WUSTL Video / Tom Malkowicz
Why do so many of us cry at the movies? Why do we flinch when Rocky Balboa takes a punch, duck when the jet careens toward the tower in “Airplane,” and tap our toes to the dance numbers in “Chicago” or “Moulin Rouge”?
Zacks, who teaches courses on “The Cognitive Neuroscience of Film” and “Advanced Cognitive Psychology,” has spent more than a decade exploring what happens in the brain as we observe the world around us.
A self-described film fan, he began using short films years ago as part of his own laboratory research on how the human brain segments its observance of daily activities into small, meaningful chunks that are easier for the mind to process and store as memories.
“The more I learned about filmmaking, the more I realized that people who make movies have really figured out over time how to get inside the minds of their audiences,” Zacks said. “People who can make good movies turn out to be fantastic intuitive psychologists and neuroscientists.”
“Flicker,” one of the first books on filmmaking by a brain scientist, uses scenes from popular movies as case studies in what the latest neuroscience research can tell us about how we experience moving images. Based on extensive interviews with filmmakers and scientists, the book explores how filmmakers have learned to take advantage of the tricks our minds are already playing on us in real life.
Zacks describes his research into the science of film as a two-way street, suggesting that top-notch filmmakers have a deep understanding about perceptual psychology that he as a brain scientist needed to know.
“For every thing that I as a psychologist or neuroscientist can tell filmmakers about what’s going on in their movies, they can tell me three things about what’s going on in the brains of my research subjects,” Zacks said. “If you start listening to filmmakers talk about what they’re doing or reading editing manuals, you quickly realize that there’s a hundred years of lore that’s captured in current filmmaking practice about perception and memory and emotion.”
A viewing experience eons in the making
Much of film’s power to immerse us in the action on screen, he explains, is based on basic human traits that have evolved over eons of social interaction and shared experience, including what he describes as the “mirror rule” and the “success rule.”
The mirror rule describes the powerful — yet often subconscious — compulsion to do the same thing that those around us are doing. It explains why our body language tends to mirror those around us, why we’re prone to laugh or cry, to smile or grimace as we watch someone else do the same, regardless of whether these actions are occurring in real life or on a movie screen.
The success rule tells us to “do what has worked” in the past. In real life, we’ve learned to duck when flying objects approach us, to prepare to fight or flee when faced with danger, and we bring these same habits with us when we experience a film. It’s the success rule, Zacks said, that explains why moviegoers might find themselves ducking a bit in their seats when the Jabberwock’s head falls in Tim Burton’s film version of “Alice in Wonderland.”

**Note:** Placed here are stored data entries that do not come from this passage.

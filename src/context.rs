//! Application Context
//!
//! Shared state provided via Leptos Context API.

use leptos::prelude::*;

use crate::config::ApiConfig;

/// App-wide signals provided via context
#[derive(Clone, Copy)]
pub struct AppContext {
    /// Whether ItemList should fetch - read
    pub reload: ReadSignal<bool>,
    /// Whether ItemList should fetch - write
    set_reload: WriteSignal<bool>,
    /// Current search keyword (empty = all items) - read
    pub keyword: ReadSignal<String>,
    /// Current search keyword - write
    set_keyword: WriteSignal<String>,
    config: StoredValue<ApiConfig>,
}

impl AppContext {
    pub fn new(
        reload: (ReadSignal<bool>, WriteSignal<bool>),
        keyword: (ReadSignal<String>, WriteSignal<String>),
        config: ApiConfig,
    ) -> Self {
        Self {
            reload: reload.0,
            set_reload: reload.1,
            keyword: keyword.0,
            set_keyword: keyword.1,
            config: StoredValue::new(config),
        }
    }

    pub fn config(&self) -> ApiConfig {
        self.config.get_value()
    }

    /// Ask ItemList to fetch again
    pub fn request_reload(&self) {
        self.set_reload.set(true);
    }

    /// Called once a load settles, so the next request is a fresh transition
    pub fn finish_reload(&self) {
        self.set_reload.set(false);
    }

    /// Switch the listing to a keyword search and fetch it
    pub fn search(&self, keyword: String) {
        self.set_keyword.set(keyword);
        self.request_reload();
    }
}
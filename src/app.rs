//! Simple Mercari Frontend App
//!
//! Header, search toolbar, and the item grid.

use leptos::prelude::*;

use crate::config::ApiConfig;
use crate::context::AppContext;
use crate::components::{ItemList, SearchBar};

#[component]
pub fn App(config: ApiConfig) -> impl IntoView {
    // State
    let (reload, set_reload) = signal(true);
    let (keyword, set_keyword) = signal(String::new());
    let (load_error, set_load_error) = signal::<Option<String>>(None);

    let ctx = AppContext::new((reload, set_reload), (keyword, set_keyword), config);
    provide_context(ctx);

    let on_load_completed = move |_: ()| {
        set_load_error.set(None);
        ctx.finish_reload();
    };
    let on_load_failed = move |message: String| {
        set_load_error.set(Some(format!("Could not load items: {}", message)));
        ctx.finish_reload();
    };

    view! {
        <div class="app-layout">
            <header class="Title">
                <p><b>"Simple Mercari"</b></p>
            </header>

            <div class="toolbar">
                <SearchBar />
                <button type="button" class="refresh-btn" on:click=move |_| ctx.request_reload()>
                    "Refresh"
                </button>
            </div>

            {move || load_error.get().map(|message| view! { <p class="load-error">{message}</p> })}

            <ItemList
                config=ctx.config()
                reload=reload
                keyword=keyword
                on_load_completed=on_load_completed
                on_load_failed=on_load_failed
            />
        </div>
    }
}
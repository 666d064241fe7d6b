//! Item Service Bindings
//!
//! Frontend bindings to the backend HTTP API, organized by domain.

mod item;

use gloo_net::http::Request;
use thiserror::Error;
use web_sys::RequestMode;

pub use item::*;

/// Errors from a single API call.
#[derive(Debug, Clone, PartialEq, Error)]
pub enum ApiError {
    /// The fetch promise rejected (offline, DNS, CORS refusal, ...).
    #[error("network error requesting {url}: {message}")]
    Network { url: String, message: String },

    #[error("{url} answered with HTTP {status}")]
    Status { url: String, status: u16 },

    /// Body was not JSON or not the expected shape.
    #[error("could not decode response from {url}: {message}")]
    Decode { url: String, message: String },
}

fn transport_error(url: &str, err: gloo_net::Error) -> ApiError {
    match err {
        gloo_net::Error::SerdeError(e) => ApiError::Decode {
            url: url.to_string(),
            message: e.to_string(),
        },
        other => ApiError::Network {
            url: url.to_string(),
            message: other.to_string(),
        },
    }
}

/// `None` for 2xx, otherwise the status error.
fn status_error(url: &str, status: u16) -> Option<ApiError> {
    if (200..300).contains(&status) {
        None
    } else {
        Some(ApiError::Status {
            url: url.to_string(),
            status,
        })
    }
}

/// `GET url` and return the body text of a 2xx response.
async fn get_text(url: &str) -> Result<String, ApiError> {
    let response = Request::get(url)
        .header("Content-Type", "application/json")
        .header("Accept", "application/json")
        .mode(RequestMode::Cors)
        .send()
        .await
        .map_err(|e| transport_error(url, e))?;

    if let Some(err) = status_error(url, response.status()) {
        return Err(err);
    }

    response.text().await.map_err(|e| transport_error(url, e))
}

#[cfg(test)]
mod tests {
    use super::*;

    #[test]
    fn test_status_error() {
        assert_eq!(status_error("u", 200), None);
        assert_eq!(status_error("u", 204), None);
        assert_eq!(
            status_error("http://x/items", 502),
            Some(ApiError::Status { url: "http://x/items".into(), status: 502 })
        );
        assert!(status_error("u", 404).is_some());
    }

    #[test]
    fn test_transport_error_is_network() {
        let err = transport_error("http://x/items", gloo_net::Error::GlooError("Failed to fetch".into()));
        assert_eq!(
            err,
            ApiError::Network { url: "http://x/items".into(), message: "Failed to fetch".into() }
        );
    }

    #[test]
    fn test_serde_error_is_decode() {
        let serde_err = serde_json::from_str::<u8>("nope").unwrap_err();
        let err = transport_error("http://x/items", gloo_net::Error::SerdeError(serde_err));
        assert!(matches!(err, ApiError::Decode { ref url, .. } if url == "http://x/items"));
    }
}
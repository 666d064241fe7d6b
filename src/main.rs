//! Simple Mercari Frontend Entry Point

mod models;
mod config;
mod api;
mod loader;
mod logger;
mod context;
mod components;
mod app;

use app::App;
use config::ApiConfig;
use leptos::prelude::*;

fn main() {
    console_error_panic_hook::set_once();

    let config = ApiConfig::from_env();
    if let Err(e) = logger::init(config.log_level) {
        web_sys::console::warn_1(&format!("[main] Console logger not installed: {}", e).into());
    }
    log::info!("[main] Using item service at {}", config.base_url());

    mount_to_body(move || view! { <App config=config /> });
}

“You’ve got to do something a little extra to override those natural responses, and keep from responding in a way that would be appropriate if you’re outside a theater, but is inappropriate when you’re watching something that can’t reach out and touch you,” Zacks said.
In “Flicker,” Zacks explores how movie-making commandeers these and other human traits to make the film viewing experience so emotional, why it has such a surprising power to make us laugh or cry and how our brains struggle to draw the line between what is real and what we experience as real on the silver screen.
The future of entertainment
Zacks concludes with a chapter on where the movie-making industry is likely headed in the next 20 years. Will our entertainment be jacked directly into our brains? Will video games and movies fuse? How will the architecture of the brain shape the future of entertainment?
As researchers learn more about the brain science behind filmmaking, a key question is whether the neuroscience of film perception can help us make super movies that are better than anything that has come before.
“We’re learning more and more about what makes a film gripping, what makes it engaging,” Zacks said. “There are a bunch of things that films can do that take the natural parameters that we experience in our everyday life and crank them up to 11, and that has the opportunity to make films that are more powerful, more engaging, more responsive than what we’ve seen before.
“I’m not sure that’s a good thing or not all the time, but it’s about understanding what making those technical choices does to the psychological and neurophysiological experience of the viewer,” he said.
Yet Zacks does not see science replacing aesthetics. “(Science) can’t tell us if it’s good or bad,” he said. “It might be able to tell us something about what’s going to be popular or not. The most important thing that we can do as psychologists and neurophysiologists for filmmakers is to tell them, ‘If you make this choice, here’s what’s going to happen.’ Then as a filmmaker, you still have to decide, ‘Is this what I want to happen, is that aesthetically pleasing, is that satisfying or not?’
“And, of course, it’s the people who buy the tickets who decide if it’s commercially successful.”